Open government goes something like this: government is made up of large, complicated, inefficient organizations. Rather than government organizations building more
computer systems for communicating with the public, open up internal government
systems to the web and let the public take care of the rest. Send a tweet Instead of filling out a form to
report a pothole, or in NYC by calling 311.
And rather than going to a web portal (like www.nyc.gov), government can
be freed from these responsibilities by opening its computer systems so that the
public can develop its own computer systems using mass communication tools and data
provided by government. Fred Wilson, the NYC-based venture capitalist, in a recent post illustrates the possibilities by using his
Blackberry to snap a photo of a pothole, uploading it to Yahoo's Fickr, and twittering
its location to a public address accessible by everyone, including the city. Fred's
scenario is hypothetical, at this point, but exciting.
The Sunlight Foundation, the pioneering not-for-profit
focused on open government, recently held a contest where developers submitted applications they built using openly available government data. The result was some really
useful applications that government agencies could never build. Take a look at Fillibusted
and Legistalker to see two of the contest winners. Both
systems could have real effect on the legislative process.
In NYC there is currently growing energy around an idea
called Open 311. It pits yesterday's idea of "e-government"
against today's "Open Government". The power of e-government was that
it improved the public's ability to transact business with government thru the
phone and the web. In NYC the e-gov focus
was on creating a unified customer service center and eliminating the
frustration and impossibility of searching thru city agencies to find what you
needed. It was a big winner for the city, and for Mayor Bloomberg.
With Open 311 the idea is to chop off pieces of services offered by the city that the public
can do better and cheaper using Twitter, Flickr and other mass communication tools. Plus, as Sunlight has shown, Open 311 would surely attract software developers with an itch for civic activity to work for free.
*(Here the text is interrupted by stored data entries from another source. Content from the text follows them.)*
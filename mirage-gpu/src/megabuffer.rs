// SPDX-FileCopyrightText: 2025 mirage contributors
// SPDX-License-Identifier: GPL-3.0-or-later

//! Megabuffers: bump allocation of short-lived staging data in large pooled
//! GPU buffers.
//!
//! Small buffer contents are copied into a chunk and bound from there, so a
//! frequently updated buffer never has to wait on its own backing. A chunk is
//! recycled as a whole once the last cycle that allocated from it signals.
//! The first page of every chunk is never handed out, so offset 0 means "no
//! allocation".

use std::sync::Arc;

use mirage_common::memory::MappedMemory;
use mirage_common::{align_up, DeviceSize, PAGE_SIZE_U64};

use crate::backend::{BackendResult, GpuBackend, HostBuffer};
use crate::fence_cycle::FenceCycle;

/// A fixed-size GPU buffer with a free-region cursor.
pub struct MegaBufferChunk {
    cycle: Option<Arc<FenceCycle>>,
    backing: Arc<dyn HostBuffer>,
    free_offset: DeviceSize,
}

impl MegaBufferChunk {
    fn new(backend: &dyn GpuBackend, size: DeviceSize) -> BackendResult<Self> {
        Ok(Self {
            cycle: None,
            backing: backend.allocate_buffer(size)?,
            free_offset: PAGE_SIZE_U64,
        })
    }

    /// Reclaim the chunk if the last cycle that used it has signalled.
    pub fn try_reset(&mut self) -> bool {
        if let Some(cycle) = &self.cycle {
            if !cycle.poll_quick() {
                return false;
            }
            self.cycle = None;
        }
        self.free_offset = PAGE_SIZE_U64;
        true
    }

    pub fn backing(&self) -> &Arc<dyn HostBuffer> {
        &self.backing
    }

    /// Carve `size` bytes out of the free region for use by `cycle`.
    /// Returns the offset, or `None` if the chunk is too full.
    pub fn allocate(
        &mut self,
        cycle: &Arc<FenceCycle>,
        size: DeviceSize,
        page_align: bool,
    ) -> Option<DeviceSize> {
        if page_align {
            self.free_offset = align_up(self.free_offset, PAGE_SIZE_U64);
        }

        if self.free_offset + size > self.backing.size() {
            return None;
        }

        let same_cycle = self
            .cycle
            .as_ref()
            .is_some_and(|current| Arc::ptr_eq(current, cycle));
        if !same_cycle {
            // The chunk is only free once every user has finished.
            cycle.chain_cycle(self.cycle.as_ref());
            self.cycle = Some(cycle.clone());
        }

        let offset = self.free_offset;
        self.free_offset += size;
        Some(offset)
    }
}

/// A region of a megabuffer chunk. An offset of 0 is an invalid allocation.
#[derive(Clone, Default)]
pub struct MegaBufferAllocation {
    pub buffer: Option<Arc<dyn HostBuffer>>,
    pub offset: DeviceSize,
    pub size: DeviceSize,
}

impl MegaBufferAllocation {
    pub fn is_valid(&self) -> bool {
        self.offset != 0
    }
}

impl std::fmt::Debug for MegaBufferAllocation {
    fn fmt(&self, f: &mut std::fmt::Formatter<'_>) -> std::fmt::Result {
        f.debug_struct("MegaBufferAllocation")
            .field("buffer", &self.buffer.as_ref().map(|b| b.handle()))
            .field("offset", &self.offset)
            .field("size", &self.size)
            .finish()
    }
}

/// Where a consumer should bind buffer data from: either a buffer's own
/// backing or a megabuffer allocation. The default binding is empty.
#[derive(Clone, Default)]
pub struct BufferBinding {
    pub buffer: Option<Arc<dyn HostBuffer>>,
    pub offset: DeviceSize,
    pub size: DeviceSize,
}

impl BufferBinding {
    pub fn is_valid(&self) -> bool {
        self.buffer.is_some()
    }
}

impl From<MegaBufferAllocation> for BufferBinding {
    fn from(allocation: MegaBufferAllocation) -> Self {
        if !allocation.is_valid() {
            return Self::default();
        }
        Self {
            buffer: allocation.buffer,
            offset: allocation.offset,
            size: allocation.size,
        }
    }
}

impl std::fmt::Debug for BufferBinding {
    fn fmt(&self, f: &mut std::fmt::Formatter<'_>) -> std::fmt::Result {
        f.debug_struct("BufferBinding")
            .field("buffer", &self.buffer.as_ref().map(|b| b.handle()))
            .field("offset", &self.offset)
            .field("size", &self.size)
            .finish()
    }
}

/// Pool of megabuffer chunks. Not internally synchronized.
pub struct MegaBufferAllocator {
    backend: Arc<dyn GpuBackend>,
    chunk_size: DeviceSize,
    chunks: Vec<MegaBufferChunk>,
    active: usize,
}

impl MegaBufferAllocator {
    pub fn new(backend: Arc<dyn GpuBackend>, chunk_size: DeviceSize) -> BackendResult<Self> {
        let first = MegaBufferChunk::new(backend.as_ref(), chunk_size)?;
        log::debug!("megabuffer: chunk size {:#X}", chunk_size);
        Ok(Self {
            backend,
            chunk_size,
            chunks: vec![first],
            active: 0,
        })
    }

    pub fn chunk_size(&self) -> DeviceSize {
        self.chunk_size
    }

    pub fn chunk_count(&self) -> usize {
        self.chunks.len()
    }

    /// Largest allocation a chunk can hold; the first page of every chunk
    /// is reserved.
    pub fn max_allocation(&self) -> DeviceSize {
        self.chunk_size.saturating_sub(PAGE_SIZE_U64)
    }

    /// Allocate `size` bytes for use by `cycle`.
    ///
    /// # Panics
    ///
    /// Panics if no chunk can hold the allocation, including a freshly
    /// created one.
    pub fn allocate(
        &mut self,
        cycle: &Arc<FenceCycle>,
        size: DeviceSize,
        page_align: bool,
    ) -> MegaBufferAllocation {
        if let Some(allocation) = self.allocate_from(self.active, cycle, size, page_align) {
            return allocation;
        }

        self.active = match self.chunks.iter_mut().position(|chunk| chunk.try_reset()) {
            Some(index) => index,
            None => match MegaBufferChunk::new(self.backend.as_ref(), self.chunk_size) {
                Ok(chunk) => {
                    self.chunks.push(chunk);
                    log::debug!("megabuffer: grew to {} chunks", self.chunks.len());
                    self.chunks.len() - 1
                }
                Err(e) => {
                    log::error!("megabuffer: failed to allocate a chunk: {}", e);
                    panic!("failed to allocate a megabuffer chunk: {e}");
                }
            },
        };

        match self.allocate_from(self.active, cycle, size, page_align) {
            Some(allocation) => allocation,
            None => {
                log::error!("megabuffer: failed to allocate space for size {:#X}", size);
                panic!("failed to allocate megabuffer space for size: {size:#X}");
            }
        }
    }

    /// Allocate space for `data` and copy it in.
    pub fn push(&mut self, cycle: &Arc<FenceCycle>, data: &[u8], page_align: bool) -> MegaBufferAllocation {
        let allocation = self.allocate(cycle, data.len() as DeviceSize, page_align);
        if let Some(buffer) = &allocation.buffer {
            buffer.write(allocation.offset, data);
        }
        allocation
    }

    fn allocate_from(
        &mut self,
        index: usize,
        cycle: &Arc<FenceCycle>,
        size: DeviceSize,
        page_align: bool,
    ) -> Option<MegaBufferAllocation> {
        let chunk = &mut self.chunks[index];
        let offset = chunk.allocate(cycle, size, page_align)?;
        Some(MegaBufferAllocation {
            buffer: Some(chunk.backing.clone()),
            offset,
            size,
        })
    }
}

#[cfg(test)]
mod tests {
    use super::*;
    use crate::backend::SoftBackend;

    fn cycle(backend: &SoftBackend) -> Arc<FenceCycle> {
        FenceCycle::new(
            backend.create_fence(false).unwrap(),
            backend.create_semaphore().unwrap(),
            false,
        )
        .unwrap()
    }

    fn allocator(chunk_size: DeviceSize) -> (Arc<SoftBackend>, MegaBufferAllocator) {
        let backend = Arc::new(SoftBackend::new());
        let allocator = MegaBufferAllocator::new(backend.clone(), chunk_size).unwrap();
        (backend, allocator)
    }

    #[test]
    fn test_first_page_is_reserved() {
        let (backend, mut allocator) = allocator(0x4000);
        let cycle = cycle(&backend);
        let allocation = allocator.allocate(&cycle, 0x10, false);
        assert!(allocation.is_valid());
        assert_eq!(allocation.offset, PAGE_SIZE_U64);

        let next = allocator.allocate(&cycle, 0x10, true);
        assert_eq!(next.offset, 2 * PAGE_SIZE_U64);
    }

    #[test]
    fn test_max_allocation_fills_chunk() {
        let (backend, mut allocator) = allocator(0x4000);
        let cycle = cycle(&backend);
        assert_eq!(allocator.max_allocation(), 0x3000);
        let size = allocator.max_allocation();
        let allocation = allocator.allocate(&cycle, size, true);
        assert_eq!(allocation.offset + allocation.size, 0x4000);
        assert_eq!(allocator.chunk_count(), 1);
    }

    #[test]
    fn test_push_copies_data() {
        let (backend, mut allocator) = allocator(0x4000);
        let cycle = cycle(&backend);
        let allocation = allocator.push(&cycle, &[1, 2, 3, 4], false);
        let buffer = allocation.buffer.as_ref().unwrap();
        assert_eq!(buffer.read_vec(allocation.offset, 4), vec![1, 2, 3, 4]);
    }

    #[test]
    fn test_busy_chunk_is_not_reused() {
        let (backend, mut allocator) = allocator(0x3000);
        let first = cycle(&backend);
        allocator.allocate(&first, 0x2000, false);

        let second = cycle(&backend);
        let allocation = allocator.allocate(&second, 0x2000, false);
        assert!(allocation.is_valid());
        assert_eq!(allocator.chunk_count(), 2);
    }

    #[test]
    fn test_signalled_chunk_is_recycled() {
        let (backend, mut allocator) = allocator(0x3000);
        let first = cycle(&backend);
        allocator.allocate(&first, 0x2000, false);
        first.cancel();

        let second = cycle(&backend);
        let allocation = allocator.allocate(&second, 0x2000, false);
        assert_eq!(allocation.offset, PAGE_SIZE_U64);
        assert_eq!(allocator.chunk_count(), 1);
    }

    #[test]
    fn test_new_user_chains_previous_cycle() {
        let (backend, mut allocator) = allocator(0x4000);
        let first = cycle(&backend);
        let second = cycle(&backend);
        allocator.allocate(&first, 0x10, false);
        allocator.allocate(&second, 0x10, false);

        // `second` now waits on `first`: it cannot be observed signalled
        // through a full poll until `first` is.
        assert!(!second.poll());
        first.cancel();
        second.cancel();
        assert!(second.poll());
    }

    #[test]
    #[should_panic(expected = "failed to allocate megabuffer space")]
    fn test_oversized_allocation_panics() {
        let (backend, mut allocator) = allocator(0x2000);
        let cycle = cycle(&backend);
        allocator.allocate(&cycle, 0x2000, false);
    }

    #[test]
    fn test_binding_from_invalid_allocation_is_empty() {
        let binding = BufferBinding::from(MegaBufferAllocation::default());
        assert!(!binding.is_valid());
    }
}
impl HostFence for VulkanFence {
    fn handle(&self) -> u64 {
        self.fence.as_raw()
    }

    fn reset(&self) -> BackendResult<()> {
        unsafe { self.device.device.reset_fences(&[self.fence]) }.map_err(|e| driver_error("fence reset", e))
    }

    fn wait(&self, timeout: Option<Duration>) -> BackendResult<bool> {
        let nanos = timeout.map_or(u64::MAX, |t| t.as_nanos().min(u64::MAX as u128) as u64);
        loop {
            match unsafe { self.device.device.wait_for_fences(&[self.fence], true, nanos) } {
                Ok(()) => return Ok(true),
                Err(vk::Result::TIMEOUT) if timeout.is_some() => return Ok(false),
                // Some drivers return spuriously from infinite waits.
                Err(vk::Result::TIMEOUT) | Err(vk::Result::ERROR_INITIALIZATION_FAILED) => continue,
                Err(e) => return Err(driver_error("fence wait", e)),
            }
        }
    }

    fn is_signalled(&self) -> BackendResult<bool> {
        unsafe { self.device.device.get_fence_status(self.fence) }.map_err(|e| driver_error("fence status", e))
    }

    fn as_any(&self) -> &dyn Any {
        self
    }
}

impl Drop for VulkanFence {
    fn drop(&mut self) {
        unsafe { self.device.device.destroy_fence(self.fence, None) };
    }
}

pub struct VulkanSemaphore {
    device: Arc<VulkanDevice>,
    semaphore: vk::Semaphore,
}

impl HostSemaphore for VulkanSemaphore {
    fn handle(&self) -> u64 {
        self.semaphore.as_raw()
    }

    fn as_any(&self) -> &dyn Any {
        self
    }
}

impl Drop for VulkanSemaphore {
    fn drop(&mut self) {
        unsafe { self.device.device.destroy_semaphore(self.semaphore, None) };
    }
}

// ---------------------------------------------------------------------------
// Command recording
// ---------------------------------------------------------------------------

/// The command pool, freed once its last command buffer is gone. Pool
/// operations need external synchronization.
struct PoolHandle {
    device: Arc<VulkanDevice>,
    pool: Mutex<vk::CommandPool>,
}

impl Drop for PoolHandle {
    fn drop(&mut self) {
        unsafe { self.device.device.destroy_command_pool(*self.pool.get_mut(), None) };
    }
}

pub struct VulkanCommandPool {
    handle: Arc<PoolHandle>,
}

impl CommandPool for VulkanCommandPool {
    fn allocate(&mut self) -> BackendResult<Box<dyn CommandBuffer>> {
        let pool = self.handle.pool.lock();
        let info = vk::CommandBufferAllocateInfo::builder()
            .command_pool(*pool)
            .level(vk::CommandBufferLevel::PRIMARY)
            .command_buffer_count(1);
        let buffers = unsafe { self.handle.device.device.allocate_command_buffers(&info) }
            .map_err(|e| driver_error("command buffer allocation", e))?;
        let Some(&buffer) = buffers.first() else {
            return Err(BackendError::Driver("no command buffer allocated".into()));
        };
        drop(pool);

        Ok(Box::new(VulkanCommandBuffer {
            pool: self.handle.clone(),
            buffer,
            recording: false,
            staging: Vec::new(),
            error: None,
        }))
    }
}

pub struct VulkanCommandBuffer {
    pool: Arc<PoolHandle>,
    buffer: vk::CommandBuffer,
    recording: bool,
    /// Staging for unaligned updates, alive until the buffer is re-recorded.
    staging: Vec<Arc<VulkanBuffer>>,
    /// First recording failure; reported by `end`.
    error: Option<BackendError>,
}

impl VulkanCommandBuffer {
    fn device(&self) -> &ash::Device {
        &self.pool.device.device
    }

    /// Order every transfer so far before the next one.
    fn transfer_barrier(&self, dst_stage: vk::PipelineStageFlags, dst_access: vk::AccessFlags) {
        let barrier = vk::MemoryBarrier::builder()
            .src_access_mask(vk::AccessFlags::TRANSFER_WRITE)
            .dst_access_mask(dst_access)
            .build();
        unsafe {
            self.device().cmd_pipeline_barrier(
                self.buffer,
                vk::PipelineStageFlags::TRANSFER,
                dst_stage,
                vk::DependencyFlags::empty(),
                &[barrier],
                &[],
                &[],
            );
        }
    }

    fn record_copy(&self, src: vk::Buffer, src_offset: DeviceSize, dst: vk::Buffer, dst_offset: DeviceSize, size: DeviceSize) {
        let region = vk::BufferCopy {
            src_offset,
            dst_offset,
            size,
        };
        unsafe { self.device().cmd_copy_buffer(self.buffer, src, dst, &[region]) };
        self.transfer_barrier(
            vk::PipelineStageFlags::TRANSFER,
            vk::AccessFlags::TRANSFER_READ | vk::AccessFlags::TRANSFER_WRITE,
        );
    }
}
Now, governments like NYC taking in information may be
harder than making information available. For example, a pothole is not
just a pothole. The NYC DOT web site explains
that there a number of different kinds of "street defects" in
addition to potholes, like cave-ins, hummocks, and others, and that there are multiple agencies
who may be responsible. A 311
operator has the advantage of a computerized "knowledgebase" (which the city spent a lot of effort developing) on his/her desktop to
engage a caller with specific questions. The DOT's web site has structured forms that
capture data in a way that is useful to them. A Fickr photo and
a Twitter message, which doesn't have to follow the rigid structure of a form, may not enable DOT to find and fill the hole in the street. So, these kinds of details would need to get sorted out between the public and the city.
MikeBloomberg get ready. Open Government just might be able to provide you -- and the city -- with some new wins. (133 characters)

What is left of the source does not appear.